# Entries supplied
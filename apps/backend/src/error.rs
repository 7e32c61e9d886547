use actix_web::error::ResponseError;
use actix_web::http::StatusCode;
use actix_web::HttpResponse;
use serde::Serialize;
use thiserror::Error;

use crate::errors::domain::{DomainError, InfraErrorKind};
use crate::errors::ErrorCode;
use crate::trace_ctx;

/// RFC 7807 body written for every error response.
#[derive(Serialize)]
pub struct ProblemDetails {
    #[serde(rename = "type")]
    pub type_: String,
    pub title: String,
    pub status: u16,
    pub detail: String,
    pub code: String,
    pub trace_id: String,
}

#[derive(Error, Debug)]
pub enum AppError {
    #[error("Validation error: {detail}")]
    Validation {
        code: ErrorCode,
        detail: String,
        status: StatusCode,
    },
    #[error("Bad request: {detail}")]
    BadRequest { code: ErrorCode, detail: String },
    #[error("Not found: {detail}")]
    NotFound { code: ErrorCode, detail: String },
    #[error("Unauthorized")]
    Unauthorized,
    #[error("Forbidden: invalid token")]
    ForbiddenInvalidToken,
    #[error("Forbidden: owner mismatch")]
    ForbiddenOwnerMismatch,
    #[error("Database error: {detail}")]
    Db { detail: String },
    #[error("Database unavailable")]
    DbUnavailable,
    #[error("Internal error: {detail}")]
    Internal { code: ErrorCode, detail: String },
    #[error("Configuration error: {detail}")]
    Config { detail: String },
}

impl AppError {
    pub fn code(&self) -> ErrorCode {
        match self {
            AppError::Validation { code, .. } => *code,
            AppError::BadRequest { code, .. } => *code,
            AppError::NotFound { code, .. } => *code,
            AppError::Unauthorized => ErrorCode::Unauthorized,
            AppError::ForbiddenInvalidToken => ErrorCode::ForbiddenInvalidToken,
            AppError::ForbiddenOwnerMismatch => ErrorCode::ForbiddenOwnerMismatch,
            AppError::Db { .. } => ErrorCode::DbError,
            AppError::DbUnavailable => ErrorCode::DbUnavailable,
            AppError::Internal { code, .. } => *code,
            AppError::Config { .. } => ErrorCode::ConfigError,
        }
    }

    /// Client-facing detail. Auth messages are part of the API contract.
    pub fn detail(&self) -> String {
        match self {
            AppError::Validation { detail, .. } => detail.clone(),
            AppError::BadRequest { detail, .. } => detail.clone(),
            AppError::NotFound { detail, .. } => detail.clone(),
            AppError::Unauthorized => "Unauthorized access".to_string(),
            AppError::ForbiddenInvalidToken => "forbidden access".to_string(),
            AppError::ForbiddenOwnerMismatch => "Forbidden access".to_string(),
            AppError::Db { detail } => detail.clone(),
            AppError::DbUnavailable => "Database not available".to_string(),
            AppError::Internal { detail, .. } => detail.clone(),
            AppError::Config { detail } => detail.clone(),
        }
    }

    pub fn status(&self) -> StatusCode {
        match self {
            AppError::Validation { status, .. } => *status,
            AppError::BadRequest { .. } => StatusCode::BAD_REQUEST,
            AppError::NotFound { .. } => StatusCode::NOT_FOUND,
            AppError::Unauthorized => StatusCode::UNAUTHORIZED,
            AppError::ForbiddenInvalidToken => StatusCode::FORBIDDEN,
            AppError::ForbiddenOwnerMismatch => StatusCode::FORBIDDEN,
            AppError::Db { .. } => StatusCode::INTERNAL_SERVER_ERROR,
            AppError::DbUnavailable => StatusCode::INTERNAL_SERVER_ERROR,
            AppError::Internal { .. } => StatusCode::INTERNAL_SERVER_ERROR,
            AppError::Config { .. } => StatusCode::INTERNAL_SERVER_ERROR,
        }
    }

    pub fn invalid(code: ErrorCode, detail: impl Into<String>) -> Self {
        Self::Validation {
            code,
            detail: detail.into(),
            status: StatusCode::BAD_REQUEST,
        }
    }

    pub fn bad_request(code: ErrorCode, detail: impl Into<String>) -> Self {
        Self::BadRequest {
            code,
            detail: detail.into(),
        }
    }

    pub fn not_found(code: ErrorCode, detail: impl Into<String>) -> Self {
        Self::NotFound {
            code,
            detail: detail.into(),
        }
    }

    pub fn unauthorized() -> Self {
        Self::Unauthorized
    }

    pub fn forbidden_invalid_token() -> Self {
        Self::ForbiddenInvalidToken
    }

    pub fn forbidden_owner_mismatch() -> Self {
        Self::ForbiddenOwnerMismatch
    }

    pub fn db(detail: impl Into<String>) -> Self {
        Self::Db {
            detail: detail.into(),
        }
    }

    pub fn db_unavailable() -> Self {
        Self::DbUnavailable
    }

    pub fn internal(code: ErrorCode, detail: impl Into<String>) -> Self {
        Self::Internal {
            code,
            detail: detail.into(),
        }
    }

    pub fn config(detail: impl Into<String>) -> Self {
        Self::Config {
            detail: detail.into(),
        }
    }

    pub(crate) fn humanize_code(code: &str) -> String {
        code.split('_')
            .map(|word| {
                let mut chars = word.chars();
                match chars.next() {
                    None => String::new(),
                    Some(first) => {
                        first.to_uppercase().collect::<String>() + &chars.as_str().to_lowercase()
                    }
                }
            })
            .collect::<Vec<_>>()
            .join(" ")
    }
}

impl From<DomainError> for AppError {
    fn from(e: DomainError) -> Self {
        match e {
            DomainError::Validation(detail) => AppError::invalid(ErrorCode::ValidationError, detail),
            DomainError::NotFound(_, detail) => {
                AppError::not_found(ErrorCode::InventoryNotFound, detail)
            }
            DomainError::Infra(InfraErrorKind::DbUnavailable, _) => AppError::db_unavailable(),
            DomainError::Infra(InfraErrorKind::DataCorruption, detail) => {
                AppError::internal(ErrorCode::DataCorruption, detail)
            }
            DomainError::Infra(_, detail) => AppError::db(detail),
        }
    }
}

impl From<sea_orm::DbErr> for AppError {
    fn from(e: sea_orm::DbErr) -> Self {
        crate::infra::db_errors::map_db_err(e).into()
    }
}

impl ResponseError for AppError {
    fn status_code(&self) -> StatusCode {
        self.status()
    }

    fn error_response(&self) -> HttpResponse {
        let status = self.status();
        let code = self.code();
        let trace_id = trace_ctx::trace_id();

        let problem_details = ProblemDetails {
            type_: format!("https://tollyjoy.app/errors/{}", code.as_str()),
            title: Self::humanize_code(code.as_str()),
            status: status.as_u16(),
            detail: self.detail(),
            code: code.as_str().to_string(),
            trace_id: trace_id.clone(),
        };

        HttpResponse::build(status)
            .content_type("application/problem+json")
            .insert_header(("x-trace-id", trace_id))
            .json(problem_details)
    }
}
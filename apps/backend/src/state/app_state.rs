use sea_orm::DatabaseConnection;

use super::security_config::SecurityConfig;

/// Shared resources handed to every handler through `web::Data`.
#[derive(Debug, Clone)]
pub struct AppState {
    /// Database connection (absent in some test scenarios)
    db: Option<DatabaseConnection>,
    pub security: SecurityConfig,
}

impl AppState {
    pub fn new(db: DatabaseConnection, security: SecurityConfig) -> Self {
        Self {
            db: Some(db),
            security,
        }
    }

    pub fn new_without_db(security: SecurityConfig) -> Self {
        Self { db: None, security }
    }

    pub fn db(&self) -> Option<&DatabaseConnection> {
        self.db.as_ref()
    }
}
use actix_web::{web, HttpResponse};
use migration::get_latest_migration_version;
use sea_orm::{ConnectionTrait, Statement};
use serde::Serialize;
use time::format_description::well_known::Rfc3339;
use time::OffsetDateTime;

use crate::error::AppError;
use crate::state::app_state::AppState;

/// GET /
pub async fn root() -> HttpResponse {
    HttpResponse::Ok()
        .content_type("text/plain; charset=utf-8")
        .body("Server running")
}

#[derive(Debug, Serialize)]
struct HealthResponse {
    status: &'static str,
    app_version: &'static str,
    db: &'static str,
    #[serde(skip_serializing_if = "Option::is_none")]
    db_error: Option<String>,
    migrations: String,
    time: String,
}

/// GET /health
///
/// Always 200; database trouble is reported in the body.
async fn health(app_state: web::Data<AppState>) -> Result<HttpResponse, AppError> {
    let time = OffsetDateTime::now_utc()
        .format(&Rfc3339)
        .unwrap_or_else(|_| "unknown".to_string());

    let (db, db_error, migrations) = match app_state.db() {
        None => ("unconfigured", None, "unknown".to_string()),
        Some(conn) => {
            let ping = Statement::from_string(conn.get_database_backend(), "SELECT 1");
            match conn.query_one(ping).await {
                Ok(_) => {
                    let migrations = match get_latest_migration_version(conn).await {
                        Ok(Some(version)) => version,
                        Ok(None) => "no_migrations".to_string(),
                        Err(_) => "unknown".to_string(),
                    };
                    ("ok", None, migrations)
                }
                Err(e) => (
                    "error",
                    Some(format!("DB query failed: {e}")),
                    "unknown".to_string(),
                ),
            }
        }
    };

    Ok(HttpResponse::Ok().json(HealthResponse {
        status: "ok",
        app_version: env!("CARGO_PKG_VERSION"),
        db,
        db_error,
        migrations,
        time,
    }))
}

pub fn configure_routes(cfg: &mut web::ServiceConfig) {
    cfg.route("/", web::get().to(root))
        .route("/health", web::get().to(health));
}
use actix_web::web;

pub mod health;
pub mod inventory;
pub mod products;
pub mod tokens;

/// Register every route. Used by `main.rs` and by the test app builder so
/// both serve the same surface.
pub fn configure(cfg: &mut web::ServiceConfig) {
    cfg.configure(health::configure_routes)
        .configure(tokens::configure_routes)
        .configure(products::configure_routes)
        .configure(inventory::configure_routes);
}
use actix_web::dev::Payload;
use actix_web::{FromRequest, HttpRequest};
use futures_util::future::{ready, Ready};

use crate::error::AppError;
use crate::errors::ErrorCode;

/// Inventory id taken from the `{id}` path segment.
///
/// Only checks shape (a positive integer); whether the record exists is the
/// handler's concern.
#[derive(Debug, Clone, Copy, PartialEq, Eq)]
pub struct InventoryId(pub i32);

impl InventoryId {
    pub fn parse(raw: &str) -> Result<Self, AppError> {
        let id = raw.trim().parse::<i32>().map_err(|_| {
            AppError::bad_request(
                ErrorCode::InvalidInventoryId,
                format!("Invalid inventory id: {raw}"),
            )
        })?;

        if id <= 0 {
            return Err(AppError::bad_request(
                ErrorCode::InvalidInventoryId,
                format!("Inventory id must be positive, got: {id}"),
            ));
        }

        Ok(Self(id))
    }
}

impl FromRequest for InventoryId {
    type Error = AppError;
    type Future = Ready<Result<Self, Self::Error>>;

    fn from_request(req: &HttpRequest, _: &mut Payload) -> Self::Future {
        let result = match req.match_info().get("id") {
            Some(raw) => Self::parse(raw),
            None => Err(AppError::bad_request(
                ErrorCode::InvalidInventoryId,
                "Missing id parameter",
            )),
        };
        ready(result)
    }
}

#[cfg(test)]
mod tests {
    use super::*;

    #[test]
    fn accepts_positive_integers() {
        assert_eq!(InventoryId::parse("42").unwrap(), InventoryId(42));
    }

    #[test]
    fn rejects_garbage_zero_and_negatives() {
        for raw in ["abc", "0", "-3", "1.5", "", "99999999999"] {
            let err = InventoryId::parse(raw).unwrap_err();
            assert_eq!(err.code(), ErrorCode::InvalidInventoryId, "input {raw:?}");
        }
    }
}
use tracing_subscriber::{fmt, prelude::*, EnvFilter};

const DEFAULT_FILTER: &str = "info,actix_web=info,sqlx=warn,sea_orm=warn";

/// Output format for the process-wide subscriber, chosen by `LOG_FORMAT`.
#[derive(Debug, Clone, Copy, PartialEq, Eq)]
pub enum LogFormat {
    Json,
    Text,
}

impl LogFormat {
    /// `text` (any case) selects human-readable output; anything else is JSON.
    pub fn from_env_value(value: Option<&str>) -> Self {
        match value.map(str::trim) {
            Some(v) if v.eq_ignore_ascii_case("text") => Self::Text,
            _ => Self::Json,
        }
    }
}

pub fn init_tracing() {
    let env_filter =
        EnvFilter::try_from_default_env().unwrap_or_else(|_| EnvFilter::new(DEFAULT_FILTER));
    let format = LogFormat::from_env_value(std::env::var("LOG_FORMAT").ok().as_deref());

    let registry = tracing_subscriber::registry().with(env_filter);

    match format {
        LogFormat::Json => registry
            .with(
                fmt::layer()
                    .with_target(false)
                    .with_ansi(false)
                    .json()
                    .with_current_span(true),
            )
            .init(),
        LogFormat::Text => registry.with(fmt::layer().with_target(true)).init(),
    }
}
//! Per-request span carrying `trace_id`, `method` and `path`.
//!
//! Must sit inside `RequestTrace` (wrapped before it) so the trace id is
//! already in extensions.

use actix_web::dev::{forward_ready, Service, ServiceRequest, ServiceResponse, Transform};
use actix_web::{Error, HttpMessage};
use futures_util::future::{ready, LocalBoxFuture, Ready};
use tracing::{info_span, Instrument};

use crate::middleware::request_trace::TraceId;

#[derive(Clone, Default)]
pub struct TraceSpan;

impl<S, B> Transform<S, ServiceRequest> for TraceSpan
where
    S: Service<ServiceRequest, Response = ServiceResponse<B>, Error = Error> + 'static,
    S::Future: 'static,
    B: 'static,
{
    type Response = ServiceResponse<B>;
    type Error = Error;
    type InitError = ();
    type Transform = TraceSpanMiddleware<S>;
    type Future = Ready<Result<Self::Transform, Self::InitError>>;

    fn new_transform(&self, service: S) -> Self::Future {
        ready(Ok(TraceSpanMiddleware { service }))
    }
}

pub struct TraceSpanMiddleware<S> {
    service: S,
}

impl<S, B> Service<ServiceRequest> for TraceSpanMiddleware<S>
where
    S: Service<ServiceRequest, Response = ServiceResponse<B>, Error = Error> + 'static,
    S::Future: 'static,
    B: 'static,
{
    type Response = ServiceResponse<B>;
    type Error = Error;
    type Future = LocalBoxFuture<'static, Result<Self::Response, Self::Error>>;

    forward_ready!(service);

    fn call(&self, req: ServiceRequest) -> Self::Future {
        let trace_id = req
            .extensions()
            .get::<TraceId>()
            .map(|t| t.0.clone())
            .unwrap_or_else(|| "missing-trace-id".to_string());

        let span = info_span!(
            "request",
            trace_id = %trace_id,
            method = %req.method(),
            path = %req.path()
        );

        Box::pin(self.service.call(req).instrument(span))
    }
}
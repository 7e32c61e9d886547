//! SeaORM adapter for the inventory collection.
//!
//! Functions return raw `DbErr`; the repository layer maps them.

use sea_orm::sea_query::Expr;
use sea_orm::{
    ActiveModelTrait, ColumnTrait, ConnectionTrait, DbErr, EntityTrait, NotSet, QueryFilter,
    QueryOrder, QuerySelect, Set,
};
use serde_json::Value;

use crate::entities::inventory;

pub async fn find_all<C: ConnectionTrait>(conn: &C) -> Result<Vec<inventory::Model>, DbErr> {
    inventory::Entity::find()
        .order_by_asc(inventory::Column::Id)
        .all(conn)
        .await
}

pub async fn find_limited<C: ConnectionTrait>(
    conn: &C,
    limit: u64,
) -> Result<Vec<inventory::Model>, DbErr> {
    inventory::Entity::find()
        .order_by_asc(inventory::Column::Id)
        .limit(limit)
        .all(conn)
        .await
}

pub async fn find_by_owner<C: ConnectionTrait>(
    conn: &C,
    email: &str,
) -> Result<Vec<inventory::Model>, DbErr> {
    inventory::Entity::find()
        .filter(inventory::Column::Email.eq(email))
        .order_by_asc(inventory::Column::Id)
        .all(conn)
        .await
}

pub async fn find_by_id<C: ConnectionTrait>(
    conn: &C,
    id: i32,
) -> Result<Option<inventory::Model>, DbErr> {
    inventory::Entity::find_by_id(id).one(conn).await
}

/// `UPDATE inventory SET quantity = quantity + delta WHERE id = ?`
///
/// Returns the number of rows touched (0 when the id doesn't exist).
pub async fn increment_quantity<C: ConnectionTrait>(
    conn: &C,
    id: i32,
    delta: i64,
) -> Result<u64, DbErr> {
    let result = inventory::Entity::update_many()
        .col_expr(
            inventory::Column::Quantity,
            Expr::col(inventory::Column::Quantity).add(delta),
        )
        .filter(inventory::Column::Id.eq(id))
        .exec(conn)
        .await?;

    Ok(result.rows_affected)
}

pub async fn delete_by_id<C: ConnectionTrait>(conn: &C, id: i32) -> Result<u64, DbErr> {
    let result = inventory::Entity::delete_by_id(id).exec(conn).await?;
    Ok(result.rows_affected)
}

pub async fn insert<C: ConnectionTrait>(
    conn: &C,
    email: &str,
    quantity: i64,
    attributes: Value,
) -> Result<inventory::Model, DbErr> {
    inventory::ActiveModel {
        id: NotSet,
        email: Set(email.to_string()),
        quantity: Set(quantity),
        attributes: Set(attributes),
    }
    .insert(conn)
    .await
}
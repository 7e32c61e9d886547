//! SeaORM -> DomainError translation.
//!
//! Adapters return raw `DbErr`; repositories map them here, and handlers
//! turn the resulting `DomainError` into `AppError` via `From`.

use sea_orm::DbErr;
use tracing::{error, warn};

use crate::errors::domain::{DomainError, InfraErrorKind, NotFoundKind};
use crate::logging::pii::Redacted;
use crate::trace_ctx;

/// Translate a `DbErr` into a `DomainError` with a sanitized detail.
pub fn map_db_err(e: DbErr) -> DomainError {
    let trace_id = trace_ctx::trace_id();
    let raw = e.to_string();

    match e {
        DbErr::RecordNotFound(_) | DbErr::RecordNotUpdated => {
            DomainError::not_found(NotFoundKind::Other("Record".into()), "Record not found")
        }
        DbErr::ConnectionAcquire(_) | DbErr::Conn(_) => {
            warn!(trace_id = %trace_id, error = %Redacted(&raw), "database unavailable");
            DomainError::infra(InfraErrorKind::DbUnavailable, "Database unavailable")
        }
        DbErr::Json(_) | DbErr::Type(_) | DbErr::TryIntoErr { .. } => {
            error!(trace_id = %trace_id, error = %Redacted(&raw), "stored row could not be decoded");
            DomainError::infra(InfraErrorKind::DataCorruption, "Stored data is corrupt")
        }
        _ => {
            error!(trace_id = %trace_id, error = %Redacted(&raw), "database operation failed");
            DomainError::infra(
                InfraErrorKind::Other("DbErr".into()),
                "Database operation failed",
            )
        }
    }
}
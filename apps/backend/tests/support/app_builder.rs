use actix_http::Request;
use actix_web::body::BoxBody;
use actix_web::dev::{Service, ServiceResponse};
use actix_web::{test, web, App, Error};
use inventory_backend::infra::state::build_state;
use inventory_backend::middleware::{RequestTrace, StructuredLogger, TraceSpan};
use inventory_backend::routes;
use inventory_backend::state::app_state::AppState;
use inventory_backend::state::security_config::SecurityConfig;
use inventory_backend::AppError;

pub const TEST_SECRET: &str = "integration-test-secret";

/// Fresh state backed by its own migrated in-memory SQLite database.
pub async fn test_state() -> AppState {
    build_state()
        .with_db("sqlite::memory:")
        .with_migrations()
        .with_security(SecurityConfig::new(TEST_SECRET))
        .build()
        .await
        .expect("in-memory state should build")
}

type RouteConfigFn = Box<dyn Fn(&mut web::ServiceConfig)>;

pub struct TestAppBuilder {
    state: AppState,
    route_config: Option<RouteConfigFn>,
}

impl TestAppBuilder {
    pub fn new(state: AppState) -> Self {
        Self {
            state,
            route_config: None,
        }
    }

    /// Serve the same routes as `main.rs`.
    pub fn with_prod_routes(mut self) -> Self {
        self.route_config = Some(Box::new(routes::configure));
        self
    }

    pub fn with_routes<F>(mut self, config_fn: F) -> Self
    where
        F: Fn(&mut web::ServiceConfig) + 'static,
    {
        self.route_config = Some(Box::new(config_fn));
        self
    }

    pub async fn build(
        self,
    ) -> Result<impl Service<Request, Response = ServiceResponse<BoxBody>, Error = Error>, AppError>
    {
        let data = web::Data::new(self.state);
        let route_config = self.route_config;

        let service = test::init_service(
            App::new()
                .wrap(StructuredLogger)
                .wrap(TraceSpan)
                .wrap(RequestTrace)
                .app_data(data)
                .configure(move |cfg| {
                    if let Some(config_fn) = &route_config {
                        config_fn(cfg);
                    }
                }),
        )
        .await;

        Ok(service)
    }
}

pub fn create_test_app(state: AppState) -> TestAppBuilder {
    TestAppBuilder::new(state)
}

# What the task asks
Find the string "Option" in the entries above. Copy each line where it occurs.

# Solution for this problem
    db: Option<DatabaseConnection>,
    pub fn db(&self) -> Option<&DatabaseConnection> {
    #[serde(skip_serializing_if = "Option::is_none")]
    db_error: Option<String>,
    pub fn from_env_value(value: Option<&str>) -> Self {
) -> Result<Option<inventory::Model>, DbErr> {
    route_config: Option<RouteConfigFn>,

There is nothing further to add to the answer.